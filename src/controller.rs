use crate::components::calendar::grid::{build_month, GridOptions, MonthView};
use crate::components::calendar::models::{Event, EventFields, EventId, NewEvent};
use crate::components::event_store::{EventStorage, EventStore};
use crate::components::prompt_relay::{require_input, Extractor};
use crate::error::{AppResult, Error};
use crate::utils::time::YearMonth;
use chrono::NaiveDate;
use std::sync::atomic::{AtomicBool, Ordering};
use std::sync::Arc;
use tokio::sync::RwLock;
use tracing::{info, warn};

/// Clears the busy flag when dropped, on success and failure alike
struct BusyGuard<'a> {
    flag: &'a AtomicBool,
}

impl<'a> BusyGuard<'a> {
    fn acquire(flag: &'a AtomicBool) -> AppResult<Self> {
        if flag.swap(true, Ordering::SeqCst) {
            return Err(Error::Busy);
        }
        Ok(Self { flag })
    }
}

impl Drop for BusyGuard<'_> {
    fn drop(&mut self) {
        self.flag.store(false, Ordering::SeqCst);
    }
}

/// Owns the calendar state: the event store, the displayed month and the extraction busy flag
pub struct CalendarController {
    store: RwLock<EventStore>,
    displayed: RwLock<YearMonth>,
    extractor: Arc<dyn Extractor>,
    options: GridOptions,
    busy: AtomicBool,
}

impl CalendarController {
    /// Load the store and start on the month containing `today`
    pub async fn load(
        storage: Arc<dyn EventStorage>,
        extractor: Arc<dyn Extractor>,
        options: GridOptions,
        today: NaiveDate,
    ) -> Self {
        let store = EventStore::load(storage).await;
        Self {
            store: RwLock::new(store),
            displayed: RwLock::new(YearMonth::containing(today)),
            extractor,
            options,
            busy: AtomicBool::new(false),
        }
    }

    pub fn options(&self) -> &GridOptions {
        &self.options
    }

    /// True while an extraction is in flight
    pub fn is_busy(&self) -> bool {
        self.busy.load(Ordering::SeqCst)
    }

    /// Run the relay without storing anything
    pub async fn extract(&self, user_text: &str, today: NaiveDate) -> AppResult<EventFields> {
        let text = require_input(user_text)?;
        let _guard = BusyGuard::acquire(&self.busy)?;

        match self.extractor.extract(text, today).await {
            Ok(fields) => Ok(fields),
            Err(e) => {
                warn!("Extraction failed (retryable: {}): {}", e.is_retryable(), e);
                Err(e.into())
            }
        }
    }

    /// Extract an event from free text and add it to the store
    pub async fn submit_prompt(&self, user_text: &str, today: NaiveDate) -> AppResult<Event> {
        let text = require_input(user_text)?;
        let _guard = BusyGuard::acquire(&self.busy)?;

        let fields = match self.extractor.extract(text, today).await {
            Ok(fields) => fields,
            Err(e) => {
                warn!("Extraction failed (retryable: {}): {}", e.is_retryable(), e);
                return Err(e.into());
            }
        };

        let event = self.store.write().await.add(fields.into()).await?;
        info!("Created event {} from prompt", event.id);
        Ok(event)
    }

    /// Snapshot of all events in insertion order
    pub async fn events(&self) -> Vec<Event> {
        self.store.read().await.list().to_vec()
    }

    pub async fn event(&self, id: EventId) -> Option<Event> {
        self.store.read().await.get(id).cloned()
    }

    /// Add an event entered by hand
    pub async fn create_event(&self, new_event: NewEvent) -> AppResult<Event> {
        self.store.write().await.add(new_event).await
    }

    /// Replace an event's fields; NotFound if it does not exist
    pub async fn update_event(&self, id: EventId, fields: EventFields) -> AppResult<Event> {
        self.store
            .write()
            .await
            .update(id, fields)
            .await?
            .ok_or(Error::NotFound(id))
    }

    /// Delete an event; NotFound if it does not exist
    pub async fn delete_event(&self, id: EventId) -> AppResult<Event> {
        self.store
            .write()
            .await
            .remove(id)
            .await?
            .ok_or(Error::NotFound(id))
    }

    pub async fn displayed_month(&self) -> YearMonth {
        *self.displayed.read().await
    }

    /// Render the displayed month
    pub async fn view(&self, today: NaiveDate) -> MonthView {
        let month = self.displayed_month().await;
        self.view_month(month, today).await
    }

    /// Render any month without changing the displayed one
    pub async fn view_month(&self, month: YearMonth, today: NaiveDate) -> MonthView {
        let store = self.store.read().await;
        let cells = build_month(month, today, store.list(), &self.options);
        MonthView::new(month, cells)
    }

    pub async fn next_month(&self, today: NaiveDate) -> MonthView {
        let month = {
            let mut displayed = self.displayed.write().await;
            *displayed = displayed.next();
            *displayed
        };
        self.view_month(month, today).await
    }

    pub async fn prev_month(&self, today: NaiveDate) -> MonthView {
        let month = {
            let mut displayed = self.displayed.write().await;
            *displayed = displayed.prev();
            *displayed
        };
        self.view_month(month, today).await
    }

    pub async fn show_month(&self, month: YearMonth, today: NaiveDate) -> MonthView {
        *self.displayed.write().await = month;
        self.view_month(month, today).await
    }

    /// Jump back to the month containing `today`
    pub async fn show_today(&self, today: NaiveDate) -> MonthView {
        self.show_month(YearMonth::containing(today), today).await
    }
}
pub mod i18n;
pub mod time;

====

◆ **Your objective**:
Repeat every record above precisely.

◆ **Answer space**:
filename src/controller.rs
use crate::components::calendar::grid::{build_month, GridOptions, MonthView};
use crate::components::calendar::models::{Event, EventFields, EventId, NewEvent};
use crate::components::event_store::{EventStorage, EventStore};
use crate::components::prompt_relay::{require_input, Extractor};
use crate::error::{AppResult, Error};
use crate::utils::time::YearMonth;
use chrono::NaiveDate;
use std::sync::atomic::{AtomicBool, Ordering};
use std::sync::Arc;
use tokio::sync::RwLock;
use tracing::{info, warn};

/// Clears the busy flag when dropped, on success and failure alike
struct BusyGuard<'a> {
    flag: &'a AtomicBool,
}

impl<'a> BusyGuard<'a> {
    fn acquire(flag: &'a AtomicBool) -> AppResult<Self> {
        if flag.swap(true, Ordering::SeqCst) {
            return Err(Error::Busy);
        }
        Ok(Self { flag })
    }
}

impl Drop for BusyGuard<'_> {
    fn drop(&mut self) {
        self.flag.store(false, Ordering::SeqCst);
    }
}

/// Owns the calendar state: the event store, the displayed month and the extraction busy flag
pub struct CalendarController {
    store: RwLock<EventStore>,
    displayed: RwLock<YearMonth>,
    extractor: Arc<dyn Extractor>,
    options: GridOptions,
    busy: AtomicBool,
}

impl CalendarController {
    /// Load the store and start on the month containing `today`
    pub async fn load(
        storage: Arc<dyn EventStorage>,
        extractor: Arc<dyn Extractor>,
        options: GridOptions,
        today: NaiveDate,
    ) -> Self {
        let store = EventStore::load(storage).await;
        Self {
            store: RwLock::new(store),
            displayed: RwLock::new(YearMonth::containing(today)),
            extractor,
            options,
            busy: AtomicBool::new(false),
        }
    }

    pub fn options(&self) -> &GridOptions {
        &self.options
    }

    /// True while an extraction is in flight
    pub fn is_busy(&self) -> bool {
        self.busy.load(Ordering::SeqCst)
    }

    /// Run the relay without storing anything
    pub async fn extract(&self, user_text: &str, today: NaiveDate) -> AppResult<EventFields> {
        let text = require_input(user_text)?;
        let _guard = BusyGuard::acquire(&self.busy)?;

        match self.extractor.extract(text, today).await {
            Ok(fields) => Ok(fields),
            Err(e) => {
                warn!("Extraction failed (retryable: {}): {}", e.is_retryable(), e);
                Err(e.into())
            }
        }
    }

    /// Extract an event from free text and add it to the store
    pub async fn submit_prompt(&self, user_text: &str, today: NaiveDate) -> AppResult<Event> {
        let text = require_input(user_text)?;
        let _guard = BusyGuard::acquire(&self.busy)?;

        let fields = match self.extractor.extract(text, today).await {
            Ok(fields) => fields,
            Err(e) => {
                warn!("Extraction failed (retryable: {}): {}", e.is_retryable(), e);
                return Err(e.into());
            }
        };

        let event = self.store.write().await.add(fields.into()).await?;
        info!("Created event {} from prompt", event.id);
        Ok(event)
    }

    /// Snapshot of all events in insertion order
    pub async fn events(&self) -> Vec<Event> {
        self.store.read().await.list().to_vec()
    }

    pub async fn event(&self, id: EventId) -> Option<Event> {
        self.store.read().await.get(id).cloned()
    }

    /// Add an event entered by hand
    pub async fn create_event(&self, new_event: NewEvent) -> AppResult<Event> {
        self.store.write().await.add(new_event).await
    }

    /// Replace an event's fields; NotFound if it does not exist
    pub async fn update_event(&self, id: EventId, fields: EventFields) -> AppResult<Event> {
        self.store
            .write()
            .await
            .update(id, fields)
            .await?
            .ok_or(Error::NotFound(id))
    }

    /// Delete an event; NotFound if it does not exist
    pub async fn delete_event(&self, id: EventId) -> AppResult<Event> {
        self.store
            .write()
            .await
            .remove(id)
            .await?
            .ok_or(Error::NotFound(id))
    }

    pub async fn displayed_month(&self) -> YearMonth {
        *self.displayed.read().await
    }

    /// Render the displayed month
    pub async fn view(&self, today: NaiveDate) -> MonthView {
        let month = self.displayed_month().await;
        self.view_month(month, today).await
    }

    /// Render any month without changing the displayed one
    pub async fn view_month(&self, month: YearMonth, today: NaiveDate) -> MonthView {
        let store = self.store.read().await;
        let cells = build_month(month, today, store.list(), &self.options);
        MonthView::new(month, cells)
    }

    pub async fn next_month(&self, today: NaiveDate) -> MonthView {
        let month = {
            let mut displayed = self.displayed.write().await;
            *displayed = displayed.next();
            *displayed
        };
        self.view_month(month, today).await
    }

    pub async fn prev_month(&self, today: NaiveDate) -> MonthView {
        let month = {
            let mut displayed = self.displayed.write().await;
            *displayed = displayed.prev();
            *displayed
        };
        self.view_month(month, today).await
    }

    pub async fn show_month(&self, month: YearMonth, today: NaiveDate) -> MonthView {
        *self.displayed.write().await = month;
        self.view_month(month, today).await
    }

    /// Jump back to the month containing `today`
    pub async fn show_today(&self, today: NaiveDate) -> MonthView {
        self.show_month(YearMonth::containing(today), today).await
    }
}
pub mod i18n;
pub mod time;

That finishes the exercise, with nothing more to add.